“What town were you born in?”
I scribble furiously on Matty’s part of the application- sure that he’ll want to redo this in his neat, block lettering. This fact amuses, rather than annoys me.
He falls asleep so easily and quickly like only an innocent child can do. I envy him when I’m tossing, turning and stressing at night.
Walking back over to the kitchen counter I knock over a glass of water- allllllll over our precious documents.
I want to cry as if someone pissed on my freedom (and I guess that someone is me in this scenario?) Instead I just start slapping the wet paper stacks onto the table, pouting. It’s been one of those days. One of those weeks.
The reason I’ve started this paperwork when I should be climbing into bed is to make myself feel unstuck. I’m convinced that once I get residency a permanent dream job will magically attach itself to my life.

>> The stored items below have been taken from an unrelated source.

//! Server state and router.

use std::net::SocketAddr;
use std::sync::Arc;

use axum::{
    routing::{delete, get},
    Router,
};
use tokio::sync::RwLock;
use tower_http::{
    compression::CompressionLayer,
    cors::{Any, CorsLayer},
    trace::TraceLayer,
};
use tracing::info;

use super::handlers;
use crate::core::registry::ProjectRegistry;
use crate::dashboard::alerts::AlertRules;
use crate::dashboard::source::DashboardSource;
use crate::error::{Error, Result};

// ═══════════════════════════════════════════════════════════════════════════════
// SERVER STATE
// ═══════════════════════════════════════════════════════════════════════════════

/// Shared application state
pub struct AppState {
    /// Project registry
    pub registry: RwLock<ProjectRegistry>,
    /// Dashboard payload source
    pub source: Arc<dyn DashboardSource>,
    /// Alert rules applied to each payload, if enabled
    pub rules: Option<AlertRules>,
}

impl AppState {
    /// Create state with an empty registry
    pub fn new(source: Arc<dyn DashboardSource>) -> Self {
        Self {
            registry: RwLock::new(ProjectRegistry::new()),
            source,
            rules: None,
        }
    }

    /// Derive alerts with `rules` on every dashboard request
    pub fn with_rules(mut self, rules: AlertRules) -> Self {
        self.rules = Some(rules);
        self
    }

    /// Start from an existing registry
    pub fn with_registry(mut self, registry: ProjectRegistry) -> Self {
        self.registry = RwLock::new(registry);
        self
    }
}

// ═══════════════════════════════════════════════════════════════════════════════
// ROUTER
// ═══════════════════════════════════════════════════════════════════════════════

/// Build the application router
pub fn router(state: Arc<AppState>) -> Router {
    Router::new()
        // Health
        .route("/health", get(handlers::health_check))

        // Projects
        .route(
            "/projects",
            get(handlers::list_projects).post(handlers::add_project),
        )
        .route("/projects/:id", delete(handlers::delete_project))

        // Dashboard
        .route("/api/dashboard-data", get(handlers::dashboard_data))

        // Middleware
        .layer(TraceLayer::new_for_http())
        .layer(CompressionLayer::new())
        .layer(
            CorsLayer::new()
                .allow_origin(Any)
                .allow_methods(Any)
                .allow_headers(Any),
        )
        .with_state(state)
}

/// Bind `addr` and serve until the listener fails
pub async fn serve(addr: SocketAddr, state: Arc<AppState>) -> Result<()> {
    let listener = tokio::net::TcpListener::bind(addr)
        .await
        .map_err(|e| Error::Io(format!("bind {}: {}", addr, e)))?;

    info!("Starting projboard server on {}", addr);
    info!("API endpoints:");
    info!("  GET    /health              - Health check");
    info!("  GET    /projects            - List projects");
    info!("  POST   /projects            - Create project");
    info!("  DELETE /projects/:id        - Delete project");
    info!("  GET    /api/dashboard-data  - Dashboard payload");

    axum::serve(listener, router(state))
        .await
        .map_err(|e| Error::Io(format!("server: {}", e)))
}
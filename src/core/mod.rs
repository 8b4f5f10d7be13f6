//! Core modules for projboard.
//!
//! This module contains the fundamental building blocks:
//! - Project entities and the create payload
//! - The in-memory project registry

pub mod project;
pub mod registry;

pub use project::*;
pub use registry::*;
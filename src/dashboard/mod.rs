//! Status dashboard model.
//!
//! # Components
//!
//! - **Data**: metric blocks, alerts and chart series
//! - **Alerts**: threshold rules and the alert archive
//! - **Source**: where the server loads the payload from

pub mod alerts;
pub mod data;
pub mod source;

pub use alerts::*;
pub use data::*;
pub use source::*;
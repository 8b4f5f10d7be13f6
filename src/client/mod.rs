//! REST client side.
//!
//! - **Http**: `ApiClient` for the projects and dashboard endpoints
//! - **Manager**: the project manager session over a local board

pub mod http;
pub mod manager;

pub use http::*;
pub use manager::*;
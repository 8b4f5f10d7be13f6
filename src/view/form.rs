//! Project entry form.

use crate::core::project::NewProject;
use crate::error::Result;

/// Field values for a new project
#[derive(Debug, Clone, Default, PartialEq, Eq)]
pub struct ProjectForm {
    /// Project name (required)
    pub name: String,
    /// Repository URL (required)
    pub repository: String,
    /// Description (optional)
    pub description: String,
}

impl ProjectForm {
    /// Empty form
    pub fn new() -> Self {
        Self::default()
    }

    /// Set the name field
    pub fn set_name(&mut self, value: impl Into<String>) -> &mut Self {
        self.name = value.into();
        self
    }

    /// Set the repository field
    pub fn set_repository(&mut self, value: impl Into<String>) -> &mut Self {
        self.repository = value.into();
        self
    }

    /// Set the description field
    pub fn set_description(&mut self, value: impl Into<String>) -> &mut Self {
        self.description = value.into();
        self
    }

    /// Build the payload and clear the form.
    ///
    /// A form missing a required field is left as it was.
    pub fn submit(&mut self) -> Result<NewProject> {
        let payload = NewProject {
            name: self.name.trim().to_string(),
            repository: self.repository.trim().to_string(),
            description: self.description.trim().to_string(),
        };
        payload.validate()?;

        self.clear();
        Ok(payload)
    }

    /// Reset every field
    pub fn clear(&mut self) {
        self.name.clear();
        self.repository.clear();
        self.description.clear();
    }

    /// Whether all fields are empty
    pub fn is_empty(&self) -> bool {
        self.name.is_empty() && self.repository.is_empty() && self.description.is_empty()
    }
}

Here I am. Crying over spilled water on a Tuesday night. Frustrated at my over-sensitivity because being homesick makes me as emotional as a breakup would.
As homesick as I am- it’s still not as achey as it felt when I was apart from Matt for three months. That says quite a lot.
Yesterday I spoke to my best friend for three hours. Somehow it made me miss her even more.
“Why do you have to be from so far away?” I asked Matt as I hugged him later that night. No one can answer a question like that. It’s not even fair of me to say out loud. But he patiently lets me ask them so I can feel better.
He just hugged back tighter and kissed me on the head.